YOUR OBJECTIVE: Within the lines below, find those that hold the string "server" and copy each one.

______________________________

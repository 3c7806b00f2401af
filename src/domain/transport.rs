//! Transport capability port
//!
//! The signaling/media engine is an external collaborator. The core talks to
//! it through [`TransportCapability`] and receives its callbacks as
//! [`TransportEvent`] values, which are fed into the dispatch loop one at a
//! time. Adapters live in the infrastructure layer.

use crate::config::AccountConfig;
use crate::domain::connection::RegistrationState;
use crate::domain::shared::value_objects::{
    DtmfTone, RemoteParty, SubscriptionHandle, TransportHandle,
};
use async_trait::async_trait;
use serde::{Deserialize, Serialize};
use std::time::Duration;
use thiserror::Error;

/// Errors reported by the transport
#[derive(Error, Debug, Clone, PartialEq, Eq)]
pub enum TransportError {
    /// Remote party or server declined the request
    #[error("Rejected ({code}): {reason}")]
    Rejected { code: u16, reason: String },

    #[error("Request timed out")]
    Timeout,

    #[error("Transport disconnected")]
    Disconnected,

    #[error("Unknown handle: {0}")]
    UnknownHandle(String),

    #[error("Transport failure: {0}")]
    Other(String),
}

impl TransportError {
    pub fn rejected(code: u16, reason: impl Into<String>) -> Self {
        TransportError::Rejected {
            code,
            reason: reason.into(),
        }
    }

    pub fn is_rejection(&self) -> bool {
        matches!(self, TransportError::Rejected { .. })
    }
}

/// Why an inbound offer is being declined
#[derive(Debug, Clone, Copy, PartialEq, Eq, Serialize, Deserialize)]
#[serde(rename_all = "snake_case")]
pub enum RejectReason {
    /// All lines occupied (486 Busy Here)
    Busy,
    /// User declined the call (603 Decline)
    Declined,
}

impl RejectReason {
    pub fn sip_response_code(&self) -> u16 {
        match self {
            RejectReason::Busy => 486,
            RejectReason::Declined => 603,
        }
    }
}

/// Options for an outbound session
#[derive(Debug, Clone, PartialEq, Eq)]
pub struct OutboundOptions {
    pub display_name: Option<String>,
    pub ice_gathering_timeout: Duration,
}

/// Why the transport failed a session
#[derive(Debug, Clone, PartialEq, Eq, Serialize, Deserialize)]
#[serde(rename_all = "snake_case", tag = "kind", content = "detail")]
pub enum CallFailure {
    Rejected(u16),
    Busy,
    NoAnswer,
    Timeout,
    MediaFailure(String),
    TransportLost,
}

/// Session state as reported by the transport
#[derive(Debug, Clone, PartialEq, Eq, Serialize, Deserialize)]
#[serde(rename_all = "snake_case", tag = "state", content = "detail")]
pub enum TransportSessionState {
    /// Provisional response (remote is alerting)
    Progress,
    /// Session confirmed and media flowing
    Established,
    /// Remote ended the session normally
    Terminated,
    /// Session failed
    Failed(CallFailure),
}

/// Callbacks raised by the transport
#[derive(Debug, Clone, PartialEq, Eq, Serialize, Deserialize)]
#[serde(tag = "type", rename_all = "snake_case")]
pub enum TransportEvent {
    TransportConnected,
    TransportDisconnected {
        error: String,
    },
    RegistrationStateChanged {
        state: RegistrationState,
    },
    SessionStateChanged {
        handle: TransportHandle,
        state: TransportSessionState,
    },
    InboundOffer {
        handle: TransportHandle,
        remote: RemoteParty,
    },
    DtmfReceived {
        handle: TransportHandle,
        tone: DtmfTone,
    },
    PresenceNotify {
        subscription: SubscriptionHandle,
        dialog_state: String,
        remote_target: Option<String>,
    },
    PresenceRejected {
        subscription: SubscriptionHandle,
        reason: String,
    },
    KeepAliveTimeout,
    /// Any successful exchange with the server, unrelated to keep-alive
    Activity,
}

/// Narrow capability interface onto the signaling/media engine
#[cfg_attr(test, mockall::automock)]
#[async_trait]
pub trait TransportCapability: Send + Sync {
    /// Open the signaling socket
    async fn connect(&self) -> Result<(), TransportError>;

    async fn register(&self, account: &AccountConfig) -> Result<(), TransportError>;

    async fn deregister(&self) -> Result<(), TransportError>;

    async fn create_outbound_session(
        &self,
        target: &str,
        options: &OutboundOptions,
    ) -> Result<TransportHandle, TransportError>;

    /// Resolves once ICE/media negotiation for the session is ready
    async fn await_media_ready(&self, handle: &TransportHandle) -> Result<(), TransportError>;

    async fn accept_inbound_offer(&self, handle: &TransportHandle) -> Result<(), TransportError>;

    async fn reject_inbound_offer(
        &self,
        handle: &TransportHandle,
        reason: RejectReason,
    ) -> Result<(), TransportError>;

    async fn terminate(&self, handle: &TransportHandle) -> Result<(), TransportError>;

    async fn hold(&self, handle: &TransportHandle) -> Result<(), TransportError>;

    async fn unhold(&self, handle: &TransportHandle) -> Result<(), TransportError>;

    async fn mute(&self, handle: &TransportHandle) -> Result<(), TransportError>;

    async fn unmute(&self, handle: &TransportHandle) -> Result<(), TransportError>;

    async fn send_dtmf(&self, handle: &TransportHandle, tone: DtmfTone) -> Result<(), TransportError>;

    /// REFER without consultation. `Ok` means the transfer was accepted.
    async fn blind_refer(&self, handle: &TransportHandle, target: &str) -> Result<(), TransportError>;

    /// REFER with Replaces pointing at the consultation leg
    async fn attended_refer(
        &self,
        handle: &TransportHandle,
        replaces: &TransportHandle,
    ) -> Result<(), TransportError>;

    async fn subscribe_presence(&self, extension: &str) -> Result<SubscriptionHandle, TransportError>;

    async fn unsubscribe_presence(&self, handle: &SubscriptionHandle) -> Result<(), TransportError>;

    /// `Err(TransportError::Timeout)` when the probe went unanswered
    async fn send_keep_alive(&self) -> Result<(), TransportError>;
}
//! Infrastructure layer - Technical implementations
//!
//! This layer contains:
//! - Transport adapters behind the transport port
//! - Network probes for the connectivity monitor

pub mod probe;
pub mod transport;
//! Transport adapters

pub mod loopback;

pub use loopback::{LoopbackTransport, TransportCall};
//! Dispatch loop
//!
//! One task owns the [`Softphone`] and applies inputs strictly one at a time:
//! user commands, transport callbacks, health changes, the keep-alive timer
//! and the reconnection timer. Callers talk to it through a cloneable
//! [`SoftphoneHandle`].

use crate::application::softphone::{Softphone, SoftphoneSnapshot};
use crate::domain::connection::HealthSignal;
use crate::domain::events::EventEnvelope;
use crate::domain::shared::error::DomainError;
use crate::domain::shared::result::Result;
use crate::domain::shared::value_objects::{LineNumber, SessionId, SubscriptionId};
use crate::domain::transfer::TransferRecord;
use crate::domain::transport::TransportEvent;
use crate::interface::events::EventBus;
use std::sync::Arc;
use tokio::sync::{broadcast, mpsc, oneshot};
use tokio::task::JoinHandle;
use tokio::time::{interval_at, sleep_until, Instant, MissedTickBehavior};
use tracing::{debug, info};

const INPUT_CAPACITY: usize = 256;

type Reply<T> = oneshot::Sender<Result<T>>;

/// User actions, each answered on its own reply channel
#[derive(Debug)]
pub enum Command {
    Dial {
        target: String,
        reply: Reply<SessionId>,
    },
    Answer {
        session: Option<SessionId>,
        reply: Reply<()>,
    },
    Reject {
        session: Option<SessionId>,
        reply: Reply<()>,
    },
    HangUp {
        session: Option<SessionId>,
        reply: Reply<()>,
    },
    SetHold {
        session: Option<SessionId>,
        hold: bool,
        reply: Reply<()>,
    },
    ToggleHold {
        session: Option<SessionId>,
        reply: Reply<bool>,
    },
    ToggleMute {
        session: Option<SessionId>,
        reply: Reply<bool>,
    },
    SendDtmf {
        session: Option<SessionId>,
        tone: char,
        reply: Reply<()>,
    },
    SelectLine {
        line: LineNumber,
        reply: Reply<()>,
    },
    ReassignLine {
        session: SessionId,
        line: LineNumber,
        reply: Reply<()>,
    },
    BlindTransfer {
        session: Option<SessionId>,
        destination: String,
        reply: Reply<TransferRecord>,
    },
    StartAttendedTransfer {
        session: Option<SessionId>,
        destination: String,
        reply: Reply<SessionId>,
    },
    CompleteAttendedTransfer {
        session: Option<SessionId>,
        reply: Reply<TransferRecord>,
    },
    CancelAttendedTransfer {
        session: Option<SessionId>,
        reply: Reply<TransferRecord>,
    },
    Subscribe {
        extension: String,
        display_name: Option<String>,
        reply: Reply<SubscriptionId>,
    },
    Unsubscribe {
        id: SubscriptionId,
        reply: Reply<()>,
    },
    Snapshot {
        reply: Reply<SoftphoneSnapshot>,
    },
}

#[derive(Debug)]
pub enum Input {
    Command(Command),
    Health(HealthSignal),
    Shutdown,
}

pub struct SoftphoneRuntime {
    softphone: Softphone,
    inputs: mpsc::Receiver<Input>,
    transport_events: mpsc::UnboundedReceiver<TransportEvent>,
}

impl SoftphoneRuntime {
    pub fn new(
        softphone: Softphone,
        transport_events: mpsc::UnboundedReceiver<TransportEvent>,
    ) -> (Self, SoftphoneHandle) {
        let (tx, inputs) = mpsc::channel(INPUT_CAPACITY);
        let handle = SoftphoneHandle {
            tx,
            events: Arc::clone(softphone.events()),
        };
        let runtime = Self {
            softphone,
            inputs,
            transport_events,
        };
        (runtime, handle)
    }

    pub fn spawn(self) -> JoinHandle<()> {
        tokio::spawn(self.run())
    }

    pub async fn run(mut self) {
        let period = self.softphone.config().timers.keepalive_interval();
        let mut keepalive = interval_at(Instant::now() + period, period);
        keepalive.set_missed_tick_behavior(MissedTickBehavior::Delay);
        let mut reconnect_at: Option<Instant> = None;

        self.softphone.start().await;

        loop {
            if let Some(delay) = self.softphone.take_reconnect_request() {
                reconnect_at = Some(Instant::now() + delay);
            }
            let deadline = reconnect_at;
            let reconnect = async move {
                match deadline {
                    Some(deadline) => sleep_until(deadline).await,
                    None => std::future::pending::<()>().await,
                }
            };

            tokio::select! {
                input = self.inputs.recv() => match input {
                    Some(Input::Command(command)) => execute(&mut self.softphone, command).await,
                    Some(Input::Health(signal)) => self.softphone.on_health_changed(signal).await,
                    Some(Input::Shutdown) | None => break,
                },
                Some(event) = self.transport_events.recv() => {
                    if event == TransportEvent::Activity {
                        // Out-of-band traffic proves the link, push the probe back
                        keepalive.reset();
                    }
                    self.softphone.handle_transport_event(event).await;
                }
                _ = keepalive.tick() => self.softphone.keep_alive().await,
                _ = reconnect => {
                    reconnect_at = None;
                    self.softphone.reconnect_due().await;
                }
            }
        }

        self.softphone.shutdown().await;
        info!("Dispatch loop stopped");
    }
}

async fn execute(softphone: &mut Softphone, command: Command) {
    match command {
        Command::Dial { target, reply } => {
            respond(reply, softphone.dial(&target).await);
        }
        Command::Answer { session, reply } => {
            respond(reply, softphone.answer(session).await);
        }
        Command::Reject { session, reply } => {
            respond(reply, softphone.reject(session).await);
        }
        Command::HangUp { session, reply } => {
            respond(reply, softphone.hang_up(session).await);
        }
        Command::SetHold {
            session,
            hold,
            reply,
        } => {
            respond(reply, softphone.set_hold(session, hold).await);
        }
        Command::ToggleHold { session, reply } => {
            respond(reply, softphone.toggle_hold(session).await);
        }
        Command::ToggleMute { session, reply } => {
            respond(reply, softphone.toggle_mute(session).await);
        }
        Command::SendDtmf {
            session,
            tone,
            reply,
        } => {
            respond(reply, softphone.send_dtmf(session, tone).await);
        }
        Command::SelectLine { line, reply } => {
            softphone.select_line(line);
            respond(reply, Ok(()));
        }
        Command::ReassignLine {
            session,
            line,
            reply,
        } => {
            respond(reply, softphone.reassign_line(session, line));
        }
        Command::BlindTransfer {
            session,
            destination,
            reply,
        } => {
            respond(reply, softphone.blind_transfer(session, &destination).await);
        }
        Command::StartAttendedTransfer {
            session,
            destination,
            reply,
        } => {
            respond(
                reply,
                softphone.start_attended_transfer(session, &destination).await,
            );
        }
        Command::CompleteAttendedTransfer { session, reply } => {
            respond(reply, softphone.complete_attended_transfer(session).await);
        }
        Command::CancelAttendedTransfer { session, reply } => {
            respond(reply, softphone.cancel_attended_transfer(session).await);
        }
        Command::Subscribe {
            extension,
            display_name,
            reply,
        } => {
            respond(reply, softphone.subscribe(&extension, display_name).await);
        }
        Command::Unsubscribe { id, reply } => {
            respond(reply, softphone.unsubscribe(id).await);
        }
        Command::Snapshot { reply } => {
            respond(reply, Ok(softphone.snapshot()));
        }
    }
}

fn respond<T>(reply: Reply<T>, result: Result<T>) {
    if reply.send(result).is_err() {
        debug!("Caller went away before the reply");
    }
}

/// Cloneable front door to the dispatch loop
#[derive(Clone)]
pub struct SoftphoneHandle {
    tx: mpsc::Sender<Input>,
    events: Arc<EventBus>,
}

impl SoftphoneHandle {
    /// Core events published from now on
    pub fn subscribe_events(&self) -> broadcast::Receiver<EventEnvelope> {
        self.events.subscribe()
    }

    /// Raw input sender, used by the connectivity monitor
    pub fn inputs(&self) -> mpsc::Sender<Input> {
        self.tx.clone()
    }

    pub async fn shutdown(&self) -> Result<()> {
        self.tx
            .send(Input::Shutdown)
            .await
            .map_err(|_| DomainError::RuntimeStopped)
    }

    pub async fn dial(&self, target: &str) -> Result<SessionId> {
        let target = target.to_string();
        self.request(|reply| Command::Dial { target, reply }).await
    }

    pub async fn answer(&self, session: Option<SessionId>) -> Result<()> {
        self.request(|reply| Command::Answer { session, reply }).await
    }

    pub async fn reject(&self, session: Option<SessionId>) -> Result<()> {
        self.request(|reply| Command::Reject { session, reply }).await
    }

    pub async fn hang_up(&self, session: Option<SessionId>) -> Result<()> {
        self.request(|reply| Command::HangUp { session, reply }).await
    }

    pub async fn set_hold(&self, session: Option<SessionId>, hold: bool) -> Result<()> {
        self.request(|reply| Command::SetHold {
            session,
            hold,
            reply,
        })
        .await
    }

    pub async fn toggle_hold(&self, session: Option<SessionId>) -> Result<bool> {
        self.request(|reply| Command::ToggleHold { session, reply })
            .await
    }

    pub async fn toggle_mute(&self, session: Option<SessionId>) -> Result<bool> {
        self.request(|reply| Command::ToggleMute { session, reply })
            .await
    }

    pub async fn send_dtmf(&self, session: Option<SessionId>, tone: char) -> Result<()> {
        self.request(|reply| Command::SendDtmf {
            session,
            tone,
            reply,
        })
        .await
    }

    pub async fn select_line(&self, line: LineNumber) -> Result<()> {
        self.request(|reply| Command::SelectLine { line, reply }).await
    }

    pub async fn reassign_line(&self, session: SessionId, line: LineNumber) -> Result<()> {
        self.request(|reply| Command::ReassignLine {
            session,
            line,
            reply,
        })
        .await
    }

    pub async fn blind_transfer(
        &self,
        session: Option<SessionId>,
        destination: &str,
    ) -> Result<TransferRecord> {
        let destination = destination.to_string();
        self.request(|reply| Command::BlindTransfer {
            session,
            destination,
            reply,
        })
        .await
    }

    pub async fn start_attended_transfer(
        &self,
        session: Option<SessionId>,
        destination: &str,
    ) -> Result<SessionId> {
        let destination = destination.to_string();
        self.request(|reply| Command::StartAttendedTransfer {
            session,
            destination,
            reply,
        })
        .await
    }

    pub async fn complete_attended_transfer(
        &self,
        session: Option<SessionId>,
    ) -> Result<TransferRecord> {
        self.request(|reply| Command::CompleteAttendedTransfer { session, reply })
            .await
    }

    pub async fn cancel_attended_transfer(
        &self,
        session: Option<SessionId>,
    ) -> Result<TransferRecord> {
        self.request(|reply| Command::CancelAttendedTransfer { session, reply })
            .await
    }

    pub async fn subscribe(
        &self,
        extension: &str,
        display_name: Option<String>,
    ) -> Result<SubscriptionId> {
        let extension = extension.to_string();
        self.request(|reply| Command::Subscribe {
            extension,
            display_name,
            reply,
        })
        .await
    }

    pub async fn unsubscribe(&self, id: SubscriptionId) -> Result<()> {
        self.request(|reply| Command::Unsubscribe { id, reply }).await
    }

    pub async fn snapshot(&self) -> Result<SoftphoneSnapshot> {
        self.request(|reply| Command::Snapshot { reply }).await
    }

    async fn request<T>(&self, build: impl FnOnce(Reply<T>) -> Command) -> Result<T> {
        let (reply, rx) = oneshot::channel();
        self.tx
            .send(Input::Command(build(reply)))
            .await
            .map_err(|_| DomainError::RuntimeStopped)?;
        rx.await.map_err(|_| DomainError::RuntimeStopped)?
    }
}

______________________________

SOLUTION TO THIS TASK:
    /// Remote party or server declined the request
    /// Any successful exchange with the server, unrelated to keep-alive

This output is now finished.